R. K. Narayan (October 10, 1906 - May 13 2001), born Rasipuram Krishnaswami Ayyar Narayanaswami,[1] is among the best known and most widely read Indian novelists writing in English.

Most of Narayan's work, starting with his first novel Swami and Friends (1935), captures many Indian traits while retaining a unique identity of its own. He was sometimes compared to the American writer William Faulkner, whose novels were also grounded in a compassionate humanism and celebrated the humour and energy of ordinary life.[2]

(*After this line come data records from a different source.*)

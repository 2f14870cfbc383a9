//! Column definitions and row preparation for the search results grid.

use std::cmp::Ordering;

use serde::{Serialize, Serializer};

use crate::format::{compare_sizes, format_file_size_f64};
use crate::types::{SizeValue, TorrentRow};

/// Built-in grid sort direction
#[derive(Debug, Clone, Copy, PartialEq, Eq, Serialize)]
#[serde(rename_all = "lowercase")]
pub enum SortDirection {
    /// Ascending
    Asc,
    /// Descending
    Desc,
}

/// Column filter kind
#[derive(Debug, Clone, Copy, PartialEq, Eq)]
pub enum ColumnFilter {
    /// Free-text filter (`agTextColumnFilter`)
    Text,
    /// The grid's default filter for the column type (`true`)
    Default,
}

impl Serialize for ColumnFilter {
    fn serialize<S: Serializer>(&self, serializer: S) -> Result<S::Ok, S::Error> {
        match self {
            Self::Text => serializer.serialize_str("agTextColumnFilter"),
            Self::Default => serializer.serialize_bool(true),
        }
    }
}

/// Custom ordering attached to a column
#[derive(Debug, Clone, Copy, PartialEq, Eq)]
pub enum Comparator {
    /// Orders size strings by their byte value
    Size,
}

impl Comparator {
    /// Compares two cell values
    #[must_use]
    pub fn compare(self, a: &str, b: &str) -> Ordering {
        match self {
            Self::Size => compare_sizes(a, b),
        }
    }
}

/// One column of the results grid
#[derive(Debug, Clone, PartialEq, Serialize)]
#[serde(rename_all = "camelCase")]
pub struct ColumnDef {
    /// Header text
    pub header_name: &'static str,
    /// Row field shown in the column
    pub field: &'static str,
    /// Filter kind, if filterable
    #[serde(skip_serializing_if = "Option::is_none")]
    pub filter: Option<ColumnFilter>,
    /// Fixed width in pixels
    #[serde(skip_serializing_if = "Option::is_none")]
    pub width: Option<u32>,
    /// Initial sort direction
    #[serde(skip_serializing_if = "Option::is_none")]
    pub sort: Option<SortDirection>,
    /// Whether the user may resize the column
    #[serde(skip_serializing_if = "Option::is_none")]
    pub resizable: Option<bool>,
    /// Custom ordering; lives on the client side only
    #[serde(skip)]
    pub comparator: Option<Comparator>,
    /// Columns cannot be dragged to a new position
    pub suppress_movable: bool,
}

impl ColumnDef {
    const fn new(header_name: &'static str, field: &'static str) -> Self {
        Self {
            header_name,
            field,
            filter: None,
            width: None,
            sort: None,
            resizable: None,
            comparator: None,
            suppress_movable: true,
        }
    }
}

/// The five result columns: Title, Size, Seedr, Peers, Tracker.
///
/// Seeders sort descending by default and no column can be moved.
#[must_use]
pub fn build_column_definitions() -> Vec<ColumnDef> {
    vec![
        ColumnDef {
            filter: Some(ColumnFilter::Text),
            ..ColumnDef::new("Title", "Title")
        },
        ColumnDef {
            comparator: Some(Comparator::Size),
            ..ColumnDef::new("Size", "Size")
        },
        ColumnDef {
            width: Some(100),
            sort: Some(SortDirection::Desc),
            resizable: Some(false),
            ..ColumnDef::new("Seedr", "Seeders")
        },
        ColumnDef {
            width: Some(90),
            resizable: Some(false),
            ..ColumnDef::new("Peers", "Peers")
        },
        ColumnDef {
            filter: Some(ColumnFilter::Default),
            width: Some(150),
            ..ColumnDef::new("Tracker", "Tracker")
        },
    ]
}

/// Copies `rows` with each raw byte `Size` replaced by its display string.
#[must_use]
pub fn prepare_row_data(rows: &[TorrentRow]) -> Vec<TorrentRow> {
    rows.iter()
        .map(|row| TorrentRow {
            size: SizeValue::Text(format_file_size_f64(row.size.to_number())),
            ..row.clone()
        })
        .collect()
}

Narayan lived till age of ninety-four, writing for more than fifty years, and publishing until he was eighty seven. He wrote fourteen novels, five volumes of short stories, a number of travelogues and collections of non-fiction, condensed versions of Indian epics in English, and the memoir My Days.[3]

Biography

Birth

R. K. Narayan was born in Madras (now called Chennai), India on October 10, 1906. His father, Rasipuram Venkatarama Krishnaswami Iyer, was a provincial head-master. He was the third of eight surviving children and an elder brother to popular Indian cartoonist R K Laxman. His full name was Rasipuram Krishnaswami Ayyar Narayanaswami.

Childhood

Narayan's mother, Gnanambal, was quite ill after his birth and enlisted a wet nurse to feed her young son. When she became pregnant again, the two-year-old Narayan was sent to Madras to live with his maternal grandmother, Parvathi, who was called "Ammani." He lived with her and one of his uncles, T. N. Seshachalam, until he was a teenager. He only spent a few weeks each summer visiting his parents and siblings. Narayan grew up speaking Tamil and learned English at school.

Education

After completing eight years of education at the Lutheran Mission School near his grandmother's house in Madras, he studied for a short time at the CRC High School. When his father was appointed headmaster of the Maharaja's High School in Mysore, Narayan moved back in with his parents. To his father's consternation, Narayan was an indifferent student and after graduating high school, he failed the college entrance exam in English because he found the primary textbook to be too boring to read. He took the exam again a year later and eventually obtained his bachelor's degree from the University of Mysore.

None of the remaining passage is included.